Brizzy wrote:Thanks for the book recommendation, I will be buying it in the near future. Can you give me a few examples of what you gleaned from it.
I haven't quite finished it yet (am about two thirds the way through) because I am very busy with other projects, and reading this takes a back seat to the other things I have to attend to. If I get to it at all, it's usually late at night.
When I first bought it, I wanted to just assure myself that I had not just bought another book that blindly glorified its subject matter but rather undertook to look at the data from a realistic point of view. It took about 50 or so pages before I became assured of that, and since then it's been of secondary importance while I attend to "making a living."
As such, I did not keep up with my note normal taking as I read, and soon enough gave up trying to as I got ahead of myself in reading and would have had to go back and re-read sections to capture the notations and page markers I had made in the margins. So, I don't have many notes that I can easily look back upon to come up with the examples you ask about.
The book looks at Gotama's life from the standpoint of his being just an extraordinary human being and not some kind of demigod, as is many times the case in biographies of this type about "religious" figgers. This is the kind of approach I was looking for, somewhat similar to Hans Schumann's
The Historical Buddha, The Times, Life and Teachings of the Founder of Buddhism, which I also found to be very good and which provided some valuable details about the actual life that Gotama lead over and above the glorified picture one reads about in the discourses.
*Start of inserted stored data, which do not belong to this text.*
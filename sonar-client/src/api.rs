use crate::types::{Analysis, Measures};
use async_trait::async_trait;
use thiserror::Error;

#[derive(Error, Debug)]
pub enum SonarError {
    #[error("Network error: {0}")]
    Network(#[from] reqwest::Error),

    #[error("Serialization error: {0}")]
    Serialization(#[from] serde_json::Error),

    #[error("Invalid configuration: {message}")]
    InvalidConfig { message: String },

    #[error("Authentication failed. Please check your SONAR_TOKEN")]
    Authentication,

    #[error("Invalid organization key '{organization}': {body}")]
    InvalidOrganization { organization: String, body: String },

    #[error("Organization '{organization}' not found or no access")]
    OrganizationNotFound { organization: String },

    #[error("Project {project} not found")]
    ProjectNotFound { project: String },

    #[error("Unexpected status {status} from {url}: {body}")]
    UnexpectedStatus { status: u16, url: String, body: String },
}

pub type SonarResult<T> = Result<T, SonarError>;

/// Read-side of the SonarQube web API used to collect analysis results.
#[async_trait]
pub trait QualityApi: Send + Sync {
    async fn validate_authentication(&self) -> SonarResult<()>;

    async fn verify_organization(&self) -> SonarResult<()>;

    async fn project_exists(&self, project_key: &str) -> SonarResult<bool>;

    async fn latest_analysis(&self, project_key: &str) -> SonarResult<Option<Analysis>>;

    async fn measures(&self, project_key: &str, metrics: &[&str]) -> SonarResult<Measures>;

    async fn quality_gate_status(&self, project_key: &str) -> SonarResult<String>;

    /// Token check followed by organization check.
    async fn verify_access(&self) -> SonarResult<()> {
        self.validate_authentication().await?;
        self.verify_organization().await
    }
}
Here's one little snippet that might help explain the simplicity of what Gotama and his disciples were endeavoring to teach: "For Shariputra [Sariputta], the ideal monk was one 'who masters his mind rather than letting his mind master him'; and when the discussion was reported to Gautama, he said that this was his opinion as well." That statement resonated with my experience of realizing and practicing the
Dhamma as well. For anyone who has read and digested Ven. Nanananda's book
Concept and Reality, this concept of mastering the mind (seeing and becoming aware of the mind's tendency to proliferate thought and to react to such proliferation, causing upset and anxiety) shines through quite clearly.
Another large snippet is the following:
"A particular problem was literalism.
Gautama's insistence that the concepts he used were a means to an end, and therefore not 'absolute truth', is one of the most remarkable characteristics of his teaching. He wished each of his disciples to become a liberated arahant who 'no longer clings to sensual pleasure, views, rules and observances (or) a doctrine of self', and urged them to hold his teachings lightly and 'relinquish them easily'. But he commented (perhaps a little wearily) that some of his students knew his teachings very well but failed to achieve realization because they 'put the words first'. Gautama told one particularly literal-minded follower that grasping his meaning was like picking up a snake—the only way not to be bitten was to carefully 'hold down its head with a cleft stick and grasp it by the neck'. The key is to recall the purpose of a teaching. Having become a nun, Prajapati prepared to leave for the wilderness and worried that she might not know which of Gautama's teachings to focus on.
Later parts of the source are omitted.